In poker you can make a hundred such tiny mistakes a night and still be a winning player.

Bridge is a lot less forgiving of small mistakes. A few miss-queues a night is all that seperates a bad loss from a great win.

So which is more intellectually demanding? Honestly, i think it's bridge.

In poker you don't even have to pay attention to what your opponents are doing for the most part. All you have to do is wait for it to be your turn to act and guage if your cards deserve a raise, call or fold. While the great players do pay attention to the others at the table, it is the case that many very decent players do not. Heck . .. look at mutli-tabling! You could never multi-table bridge. It's just not doable.

I'd note that the enjoyment in bridge comes, I think, primarily from the intellectual challenge. While the enjoyment of the game in poker comes not from the intellectual challenge but the freedom of multiple correct choices.

Monty Cantsin
09-14-2004, 12:25 AM
[ QUOTE ]
If I'm lucky, game theory related to genetics will be the subject of my Ph.D thesis when that time comes.

[/ QUOTE ]

Karl Sigmund's book Games of Life (http://www.amazon.com/exec/obidos/tg/detail/-/0140242090/qid=1095135632/sr=1-2/ref=sr_1_2/104-5550738-0675135?v=glance&s=books) is maybe too pop-sci/layperson for you but man I loved this book.

/mc

LokiV
09-14-2004, 05:57 PM
[ QUOTE ]
So how closely is good game-playing ability really related to standardized measures of intelligence?

[/ QUOTE ]

Excellent question Blarg.

IQ is not the only measuring point of the human brains ability.

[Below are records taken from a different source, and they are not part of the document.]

//! Capture-and-report wrapper shared by the command-driven steps.

use crate::error::{Result, SetupError};
use crate::shell::{CommandResult, CommandRunner, CommandSpec};
use crate::ui::UserInterface;

/// Run `spec` with output captured and report the outcome.
///
/// Prints `<description>...` before running, then either
/// `<description> completed successfully`, or `<description> failed:`
/// followed by the captured stderr, or `<description> failed with error:`
/// when the program could not be started. Failures come back as `Err`
/// after they have been reported.
pub fn run_reported(
    runner: &dyn CommandRunner,
    spec: &CommandSpec,
    description: &str,
    ui: &mut dyn UserInterface,
) -> Result<CommandResult> {
    let result = run_captured(runner, spec, description, ui)?;
    if result.success {
        report_success(&result, description, ui);
        Ok(result)
    } else {
        report_failure(&result, description, ui);
        Err(command_failed(spec, &result))
    }
}

/// Run `spec` with a spinner and hand back the result, whatever the exit code.
///
/// Only a spawn error is reported here; the caller decides how a finished
/// command is reported.
pub fn run_captured(
    runner: &dyn CommandRunner,
    spec: &CommandSpec,
    description: &str,
    ui: &mut dyn UserInterface,
) -> Result<CommandResult> {
    ui.info(&format!("{}...", description));

    let mut spinner = ui.start_spinner(&spec.to_string());
    let outcome = runner.run(spec);
    spinner.finish();

    outcome.map_err(|err| {
        let reason = match &err {
            SetupError::CommandSpawn { message, .. } => message.clone(),
            other => other.to_string(),
        };
        ui.error(&format!("{} failed with error: {}", description, reason));
        err
    })
}

/// Echo captured stdout and print `<description> completed successfully`.
pub fn report_success(result: &CommandResult, description: &str, ui: &mut dyn UserInterface) {
    ui.command_output(&result.stdout);
    ui.success(&format!("{} completed successfully", description));
}

/// Print `<description> failed:` and the captured stderr.
pub fn report_failure(result: &CommandResult, description: &str, ui: &mut dyn UserInterface) {
    ui.error(&format!("{} failed:", description));
    // Probes report on stdout; fall back to it when stderr is empty.
    if result.stderr.trim().is_empty() {
        ui.error_output(&result.stdout);
    } else {
        ui.error_output(&result.stderr);
    }
}

/// The error for a command that ran and exited non-zero.
pub fn command_failed(spec: &CommandSpec, result: &CommandResult) -> SetupError {
    SetupError::CommandFailed {
        command: spec.to_string(),
        code: result.exit_code,
    }
}
//! Command dispatching.
//!
//! This module provides the core command infrastructure:
//! - [`Command`] trait for implementing commands
//! - [`CommandResult`] for uniform result reporting
//! - [`CommandDispatcher`] for routing CLI subcommands

use std::path::{Path, PathBuf};

use crate::cli::args::{Cli, Commands, RunArgs};
use crate::config::{load_config, ConfigOverrides, SetupConfig};
use crate::error::Result;
use crate::ui::UserInterface;

/// Trait for command implementations.
///
/// Each CLI subcommand implements this trait to provide its execution logic.
pub trait Command {
    /// Execute the command.
    ///
    /// # Arguments
    ///
    /// * `ui` - User interface for displaying output
    ///
    /// # Returns
    ///
    /// A [`CommandResult`] indicating success/failure and exit code.
    fn execute(&self, ui: &mut dyn UserInterface) -> Result<CommandResult>;
}

/// Result of command execution.
#[derive(Debug)]
pub struct CommandResult {
    /// Whether the command succeeded.
    pub success: bool,

    /// Exit code to use (0 for success, non-zero for failure).
    pub exit_code: i32,
}

impl CommandResult {
    /// Create a successful result.
    pub fn success() -> Self {
        Self {
            success: true,
            exit_code: 0,
        }
    }

    /// Create a failure result.
    pub fn failure(exit_code: i32) -> Self {
        Self {
            success: false,
            exit_code,
        }
    }
}

/// Dispatches CLI commands to their implementations.
pub struct CommandDispatcher {
    project_root: PathBuf,
}

impl CommandDispatcher {
    /// Create a new dispatcher for the given project root.
    pub fn new(project_root: PathBuf) -> Self {
        Self { project_root }
    }

    /// Get the project root path.
    pub fn project_root(&self) -> &Path {
        &self.project_root
    }

    /// Resolve settings for a command from the file, environment, and flags.
    fn config(&self, cli: &Cli, overrides: ConfigOverrides) -> Result<SetupConfig> {
        let overrides = ConfigOverrides {
            python: cli.python.clone(),
            ..overrides
        };
        load_config(cli.config.as_deref(), &self.project_root, &overrides)
    }

    /// Dispatch and execute a command.
    ///
    /// Routes the CLI subcommand to the appropriate command implementation
    /// and executes it.
    pub fn dispatch(&self, cli: &Cli, ui: &mut dyn UserInterface) -> Result<CommandResult> {
        match &cli.command {
            Some(Commands::Run(args)) => self.run(cli, args.clone(), ui),
            Some(Commands::Check) => {
                let config = self.config(cli, ConfigOverrides::default())?;
                super::check::CheckCommand::new(config).execute(ui)
            }
            Some(Commands::Probe(args)) => {
                let config = self.config(
                    cli,
                    ConfigOverrides {
                        model: args.model.clone(),
                        verify_payload: args.strict.then_some(true),
                        ..Default::default()
                    },
                )?;
                super::probe::ProbeCommand::new(&self.project_root, config, args.clone())
                    .execute(ui)
            }
            Some(Commands::Completions(args)) => {
                super::completions::CompletionsCommand::new(args.clone()).execute(ui)
            }
            // Default to run command with default args
            None => self.run(cli, RunArgs::default(), ui),
        }
    }

    fn run(&self, cli: &Cli, args: RunArgs, ui: &mut dyn UserInterface) -> Result<CommandResult> {
        let config = self.config(
            cli,
            ConfigOverrides {
                package: args.package.clone(),
                model: args.model.clone(),
                verify_payload: args.strict.then_some(true),
                ..Default::default()
            },
        )?;
        super::run::RunCommand::new(&self.project_root, config, args).execute(ui)
    }
}
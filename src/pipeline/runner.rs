//! Sequential step execution with short-circuit on failure.

use std::time::{Duration, Instant};

use crate::error::SetupError;
use crate::steps::SetupStep;
use crate::ui::UserInterface;

/// Record of one step that ran.
#[derive(Debug, Clone)]
pub struct StepRecord {
    pub name: String,
    pub success: bool,
    pub duration: Duration,
}

/// How the pipeline ended.
#[derive(Debug)]
pub enum PipelineOutcome {
    /// Every step succeeded.
    Completed,
    /// The step at `index` failed; no later step ran.
    FailedAt {
        index: usize,
        step: String,
        error: SetupError,
    },
}

/// Result of running a pipeline.
#[derive(Debug)]
pub struct PipelineResult {
    pub outcome: PipelineOutcome,
    /// Steps that ran, in order, including the failing one.
    pub steps: Vec<StepRecord>,
    pub duration: Duration,
}

impl PipelineResult {
    pub fn success(&self) -> bool {
        matches!(self.outcome, PipelineOutcome::Completed)
    }

    /// Process exit code for this result.
    pub fn exit_code(&self) -> i32 {
        if self.success() {
            0
        } else {
            1
        }
    }
}

/// Runs setup steps in order, stopping at the first failure.
#[derive(Default)]
pub struct Pipeline<'a> {
    steps: Vec<Box<dyn SetupStep + 'a>>,
}

impl<'a> Pipeline<'a> {
    pub fn new() -> Self {
        Self { steps: Vec::new() }
    }

    /// Append a step.
    pub fn step(mut self, step: impl SetupStep + 'a) -> Self {
        self.steps.push(Box::new(step));
        self
    }

    pub fn len(&self) -> usize {
        self.steps.len()
    }

    pub fn is_empty(&self) -> bool {
        self.steps.is_empty()
    }

    /// Run all steps. A failing step's `failure_message` is printed before
    /// returning; nothing after it runs.
    pub fn run(&self, ui: &mut dyn UserInterface) -> PipelineResult {
        let start = Instant::now();
        let mut records = Vec::with_capacity(self.steps.len());

        for (index, step) in self.steps.iter().enumerate() {
            tracing::debug!("Step {}/{}: {}", index + 1, self.steps.len(), step.name());
            let step_start = Instant::now();
            let outcome = step.run(ui);

            records.push(StepRecord {
                name: step.name().to_string(),
                success: outcome.is_ok(),
                duration: step_start.elapsed(),
            });

            if let Err(error) = outcome {
                tracing::debug!("Step '{}' failed: {}", step.name(), error);
                if let Some(msg) = step.failure_message() {
                    ui.error(&msg);
                }
                return PipelineResult {
                    outcome: PipelineOutcome::FailedAt {
                        index,
                        step: step.name().to_string(),
                        error,
                    },
                    steps: records,
                    duration: start.elapsed(),
                };
            }
        }

        PipelineResult {
            outcome: PipelineOutcome::Completed,
            steps: records,
            duration: start.elapsed(),
        }
    }
}
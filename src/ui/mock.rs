//! Mock UI implementation for testing.
//!
//! `MockUI` implements the `UserInterface` trait and captures all
//! interactions for later assertion.
//!
//! # Example
//!
//! ```
//! use memorai_setup::ui::{MockUI, UserInterface};
//!
//! let mut ui = MockUI::new();
//!
//! // Use ui in code under test...
//! ui.info("Starting setup");
//! ui.success("Done!");
//!
//! // Assert on captured interactions
//! assert!(ui.infos().contains(&"Starting setup".to_string()));
//! assert!(ui.has_success("Done"));
//! ```

use super::{SpinnerHandle, UserInterface};

/// Mock UI implementation for testing.
#[derive(Debug, Default)]
pub struct MockUI {
    messages: Vec<String>,
    infos: Vec<String>,
    successes: Vec<String>,
    warnings: Vec<String>,
    errors: Vec<String>,
    error_outputs: Vec<String>,
    command_outputs: Vec<String>,
    headers: Vec<String>,
    spinners: Vec<String>,
}

impl MockUI {
    /// Create a new MockUI.
    ///
    /// Captures every call regardless of output mode.
    pub fn new() -> Self {
        Self::default()
    }

    /// Get all captured plain messages.
    pub fn messages(&self) -> &[String] {
        &self.messages
    }

    /// Get all captured `[INFO]` messages.
    pub fn infos(&self) -> &[String] {
        &self.infos
    }

    /// Get all captured success messages.
    pub fn successes(&self) -> &[String] {
        &self.successes
    }

    /// Get all captured warning messages.
    pub fn warnings(&self) -> &[String] {
        &self.warnings
    }

    /// Get all captured error messages.
    pub fn errors(&self) -> &[String] {
        &self.errors
    }

    /// Get all captured raw error output blocks (e.g. subprocess stderr).
    pub fn error_outputs(&self) -> &[String] {
        &self.error_outputs
    }

    /// Get all captured command output blocks.
    pub fn command_outputs(&self) -> &[String] {
        &self.command_outputs
    }

    /// Get all captured headers.
    pub fn headers(&self) -> &[String] {
        &self.headers
    }

    /// Get all spinner messages started.
    pub fn spinners(&self) -> &[String] {
        &self.spinners
    }

    /// Check whether a success message containing `needle` was shown.
    pub fn has_success(&self, needle: &str) -> bool {
        self.successes.iter().any(|s| s.contains(needle))
    }

    /// Check whether a warning message containing `needle` was shown.
    pub fn has_warning(&self, needle: &str) -> bool {
        self.warnings.iter().any(|s| s.contains(needle))
    }

    /// Check whether an error message or error output containing `needle` was shown.
    pub fn has_error(&self, needle: &str) -> bool {
        self.errors
            .iter()
            .chain(self.error_outputs.iter())
            .any(|s| s.contains(needle))
    }
}

impl UserInterface for MockUI {
    fn message(&mut self, msg: &str) {
        self.messages.push(msg.to_string());
    }

    fn info(&mut self, msg: &str) {
        self.infos.push(msg.to_string());
    }

    fn success(&mut self, msg: &str) {
        self.successes.push(msg.to_string());
    }

    fn warning(&mut self, msg: &str) {
        self.warnings.push(msg.to_string());
    }

    fn error(&mut self, msg: &str) {
        self.errors.push(msg.to_string());
    }

    fn error_output(&mut self, output: &str) {
        self.error_outputs.push(output.to_string());
    }

    fn command_output(&mut self, output: &str) {
        self.command_outputs.push(output.to_string());
    }

    fn start_spinner(&mut self, message: &str) -> Box<dyn SpinnerHandle> {
        self.spinners.push(message.to_string());
        Box::new(MockSpinner)
    }

    fn show_header(&mut self, title: &str) {
        self.headers.push(title.to_string());
    }
}

/// Mock spinner that does nothing.
pub struct MockSpinner;

impl SpinnerHandle for MockSpinner {
    fn finish(&mut self) {}
}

One less focused on measurement would be 'Emotional Intelligence' or EQ. This is a lot more intangible than a strict IQ rating but an easy relation to the poker world would be some players ability to read their opponents and judge their hand strength.

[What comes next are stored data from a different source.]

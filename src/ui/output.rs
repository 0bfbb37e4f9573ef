//! Output verbosity mode.

/// Output verbosity mode.
#[derive(Debug, Clone, Copy, PartialEq, Eq, Default)]
pub enum OutputMode {
    /// Show all output including captured command output.
    Verbose,
    /// Show progress and status.
    #[default]
    Normal,
    /// Show outcomes only (no `[INFO]` lines).
    Quiet,
}

impl OutputMode {
    /// Check if this mode echoes captured command output.
    pub fn shows_command_output(&self) -> bool {
        matches!(self, Self::Verbose)
    }

    /// Check if this mode shows progress spinners.
    pub fn shows_spinners(&self) -> bool {
        matches!(self, Self::Verbose | Self::Normal)
    }

    /// Check if this mode shows `[INFO]` lines and banners.
    pub fn shows_info(&self) -> bool {
        matches!(self, Self::Verbose | Self::Normal)
    }
}
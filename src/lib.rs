//! memorai-setup - Local AI setup for Memorai.
//!
//! Prepares the local embedding tier: verifies the Python interpreter,
//! installs `sentence-transformers` with pip, and downloads the
//! `all-MiniLM-L6-v2` model by running a small probe that encodes one
//! sentence. The steps run in order and the first failure ends the run.
//!
//! # Modules
//!
//! - [`cli`] - Command-line interface and argument parsing
//! - [`config`] - Settings file loading and overrides
//! - [`error`] - Error types and result aliases
//! - [`pipeline`] - Step orchestration and the closing summary
//! - [`probe`] - The embedded model probe and its JSON result
//! - [`runtime`] - Interpreter version parsing and comparison
//! - [`shell`] - Subprocess execution
//! - [`steps`] - Version gate, package installer, model validator
//! - [`ui`] - Tagged status output, spinners, and a mock UI
//!
//! # Example
//!
//! ```
//! use memorai_setup::config::SetupConfig;
//! use memorai_setup::pipeline::{local_ai_pipeline, PipelineOptions};
//! use memorai_setup::shell::ScriptedRunner;
//! use memorai_setup::ui::MockUI;
//!
//! // Stand-in for Python 3.7: the pipeline stops at the version gate.
//! let runner = ScriptedRunner::new(|_| ScriptedRunner::ok("Python 3.7.5\n"));
//! let dir = std::env::temp_dir();
//! let mut ui = MockUI::new();
//!
//! let result = local_ai_pipeline(&SetupConfig::default(), &runner, &dir, PipelineOptions::default())
//!     .run(&mut ui);
//! assert_eq!(result.exit_code(), 1);
//! assert_eq!(runner.calls().len(), 1);
//! ```

pub mod cli;
pub mod config;
pub mod error;
pub mod pipeline;
pub mod probe;
pub mod runtime;
pub mod shell;
pub mod steps;
pub mod ui;

pub use error::{Result, SetupError};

An intangible like that is something definitely not neccesary in a strict logic came like chess. Therefore it can be said that chess is a function of purer intellect than poker.

I should note that the idea of EQ vs. IQ is a debated and not formalized topic as of yet. Some people I've talked to consider it complete BS and their opinions have been the norm for many years. The problem with these topics is in trying to condense what we could probably write hundreds of pages about into a few paragraphs. /images/graemlins/smile.gif

Kopefire
09-14-2004, 06:32 PM
Given that IQ has so many demonstrable problems with regard to non-biased testing, it's hard to imagine any functional formal measurement of EQ at this point in time; let alone comparing them to one another.

TonyBlair
09-14-2004, 06:47 PM
IQ is a waste of time anyway. Who cares? I want to see skills in action - music, sport, good card playing, whatever - and perhaps try to emulate. People are just good at different things. If I'm being honest, if I met the person with the highest IQ in the world, odds on I'd think he was a complete turd.
As for bridge, I don't play but the vote wouldn't let me defer so I voted poker. You may disregard.